**Work request:** Look through the listing and report every line that has "Scalars" in it.

**Entries provided:**
// Segmentation model collaborator: UNet exported to ONNX

use anyhow::{Context, Result};
use image::imageops::FilterType;
use image::DynamicImage;
use ndarray::{Array3, Array4};
use once_cell::sync::OnceCell;
use ort::session::Session;
use parking_lot::Mutex;
use serde::Deserialize;
use std::sync::Arc;
use tracing::{debug, info, instrument};

use crate::core::config::ModelConfig;
use crate::core::errors::{ConfigError, SegmentationError, SegmentationResult};
use crate::services::onnx_builder;

/// Class index → output pixel lookup, supplied with the model
#[derive(Debug, Clone, PartialEq, Default)]
pub enum MaskValues {
    /// Two classes rendered as a black/white boolean image
    #[default]
    Binary,
    Grayscale(Vec<u8>),
    Rgb(Vec<[u8; 3]>),
    Rgba(Vec<[u8; 4]>),
}

#[derive(Deserialize)]
#[serde(untagged)]
enum RawMaskValues {
    Scalars(Vec<u8>),
    Channels(Vec<Vec<u8>>),
}

impl MaskValues {
    /// Parse the JSON form used by model checkpoints: `[0, 1]`,
    /// `[0, 127, 255]` or `[[0, 0, 0], [255, 0, 0]]`.
    pub fn from_json(raw: &str) -> Result<Self, ConfigError> {
        let parsed: RawMaskValues = serde_json::from_str(raw)
            .map_err(|e| ConfigError::InvalidMaskValues(format!("{}: {}", raw, e)))?;

        match parsed {
            RawMaskValues::Scalars(values) if values == [0, 1] => Ok(Self::Binary),
            RawMaskValues::Scalars(values) => Ok(Self::Grayscale(values)),
            RawMaskValues::Channels(values) => {
                let channels = values.first().map(Vec::len).unwrap_or(0);
                if values.iter().any(|v| v.len() != channels) {
                    return Err(ConfigError::InvalidMaskValues(
                        "all colour entries must have the same channel count".to_string(),
                    ));
                }
                match channels {
                    3 => Ok(Self::Rgb(values.iter().map(|v| [v[0], v[1], v[2]]).collect())),
                    4 => Ok(Self::Rgba(
                        values.iter().map(|v| [v[0], v[1], v[2], v[3]]).collect(),
                    )),
                    n => Err(ConfigError::InvalidMaskValues(format!(
                        "colour entries need 3 or 4 channels, got {}",
                        n
                    ))),
                }
            }
        }
    }

    pub fn len(&self) -> usize {
        match self {
            Self::Binary => 2,
            Self::Grayscale(v) => v.len(),
            Self::Rgb(v) => v.len(),
            Self::Rgba(v) => v.len(),
        }
    }

    pub fn is_empty(&self) -> bool {
        self.len() == 0
    }
}

/// Contract of the external segmentation model.
///
/// Implementations must be safe to share across requests; the ONNX
/// implementation serialises calls on an internal mutex.
pub trait SegmentationModel: Send + Sync {
    /// Raw per-class scores shaped `[classes, h, w]`, where `h`/`w` are the
    /// dimensions of `image` after rescaling by `scale_factor`.
    fn predict(&self, image: &DynamicImage, scale_factor: f32) -> SegmentationResult<Array3<f32>>;

    fn mask_values(&self) -> &MaskValues;

    fn device_type(&self) -> &str {
        "unknown"
    }
}

/// UNet segmenter backed by a single ONNX Runtime session
pub struct UNetSegmenter {
    session: Mutex<Session>,
    input_name: String,
    output_name: String,
    mask_values: MaskValues,
    device_type: String,
}

impl UNetSegmenter {
    #[instrument(skip(config), fields(model_path = %config.model_path))]
    pub fn load(config: &ModelConfig) -> Result<Self> {
        let model_bytes = std::fs::read(&config.model_path)
            .with_context(|| format!("Failed to load UNet model from {}", config.model_path))?;
        info!("Loaded UNet model ({:.1} MB)", model_bytes.len() as f64 / 1_048_576.0);

        if model_bytes.len() < 100 {
            anyhow::bail!(
                "Model file is too small ({} bytes). This might be a Git LFS stub",
                model_bytes.len()
            );
        }

        let (device_type, session) = onnx_builder::build_session(
            &model_bytes,
            "unet",
            config.inference_backend.as_deref(),
        )?;

        Ok(Self {
            session: Mutex::new(session),
            input_name: config.input_name.clone(),
            output_name: config.output_name.clone(),
            mask_values: config.mask_values.clone(),
            device_type,
        })
    }

    /// Rescale (bicubic), normalise to [0, 1] and lay out as NCHW.
    fn preprocess(image: &DynamicImage, scale_factor: f32) -> SegmentationResult<Array4<f32>> {
        let new_width = (image.width() as f32 * scale_factor) as u32;
        let new_height = (image.height() as f32 * scale_factor) as u32;
        if new_width == 0 || new_height == 0 {
            return Err(SegmentationError::ScaleTooSmall {
                scale: scale_factor,
                width: image.width(),
                height: image.height(),
            });
        }

        let rgb = if new_width == image.width() && new_height == image.height() {
            image.to_rgb8()
        } else {
            image
                .resize_exact(new_width, new_height, FilterType::CatmullRom)
                .to_rgb8()
        };

        let mut input = Array4::<f32>::zeros((1, 3, new_height as usize, new_width as usize));
        for (x, y, pixel) in rgb.enumerate_pixels() {
            for c in 0..3 {
                input[[0, c, y as usize, x as usize]] = pixel[c] as f32 / 255.0;
            }
        }

        Ok(input)
    }
}

impl SegmentationModel for UNetSegmenter {
    fn predict(&self, image: &DynamicImage, scale_factor: f32) -> SegmentationResult<Array3<f32>> {
        let input = Self::preprocess(image, scale_factor)?;
        debug!("UNet input tensor {:?}", input.shape());

        let input_value = ort::value::Value::from_array(input)?;

        let mut session = self.session.lock();
        let outputs = session.run(ort::inputs![self.input_name.as_str() => input_value])?;
        let (shape, data) = outputs[self.output_name.as_str()].try_extract_tensor::<f32>()?;
        let dims: Vec<usize> = shape.iter().map(|&d| d as usize).collect();

        let (classes, height, width) = output_dims(&dims)?;
        Ok(Array3::from_shape_vec((classes, height, width), data.to_vec())?)
    }

    fn mask_values(&self) -> &MaskValues {
        &self.mask_values
    }

    fn device_type(&self) -> &str {
        &self.device_type
    }
}

/// Accepts `[1, C, H, W]` or `[C, H, W]` with every dimension non-zero
fn output_dims(dims: &[usize]) -> SegmentationResult<(usize, usize, usize)> {
    match dims {
        [1, c, h, w] | [c, h, w] if *c > 0 && *h > 0 && *w > 0 => Ok((*c, *h, *w)),
        _ => Err(SegmentationError::UnexpectedOutputShape(dims.to_vec())),
    }
}

pub type ModelLoader = Box<dyn Fn() -> Result<Arc<dyn SegmentationModel>> + Send + Sync>;

/// Model handle loaded once, on first use, then shared by every request
pub struct LazyModel {
    cell: OnceCell<Arc<dyn SegmentationModel>>,
    loader: ModelLoader,
}

impl LazyModel {
    pub fn new(loader: ModelLoader) -> Self {
        Self {
            cell: OnceCell::new(),
            loader,
        }
    }

    /// Lazily load the ONNX UNet described by `config`
    pub fn from_config(config: ModelConfig) -> Self {
        Self::new(Box::new(move || {
            let model: Arc<dyn SegmentationModel> = Arc::new(UNetSegmenter::load(&config)?);
            Ok(model)
        }))
    }

    /// Wrap an already constructed model
    pub fn preloaded(model: Arc<dyn SegmentationModel>) -> Self {
        let cell = OnceCell::new();
        let _ = cell.set(model);
        Self {
            cell,
            loader: Box::new(|| anyhow::bail!("model was preloaded")),
        }
    }

    /// Blocks while the model loads; call from a blocking context.
    pub fn get(&self) -> SegmentationResult<Arc<dyn SegmentationModel>> {
        self.cell
            .get_or_try_init(|| {
                let start = std::time::Instant::now();
                let model = (self.loader)()
                    .map_err(|e| SegmentationError::LoadFailed(format!("{:#}", e)))?;
                info!(
                    "✓ Segmentation model ready on {} in {:.2}ms",
                    model.device_type(),
                    start.elapsed().as_secs_f64() * 1000.0
                );
                Ok(model)
            })
            .cloned()
    }

    pub fn is_loaded(&self) -> bool {
        self.cell.get().is_some()
    }
}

**Written response:**
    Scalars(Vec<u8>),
            RawMaskValues::Scalars(values) if values == [0, 1] => Ok(Self::Binary),
            RawMaskValues::Scalars(values) => Ok(Self::Grayscale(values)),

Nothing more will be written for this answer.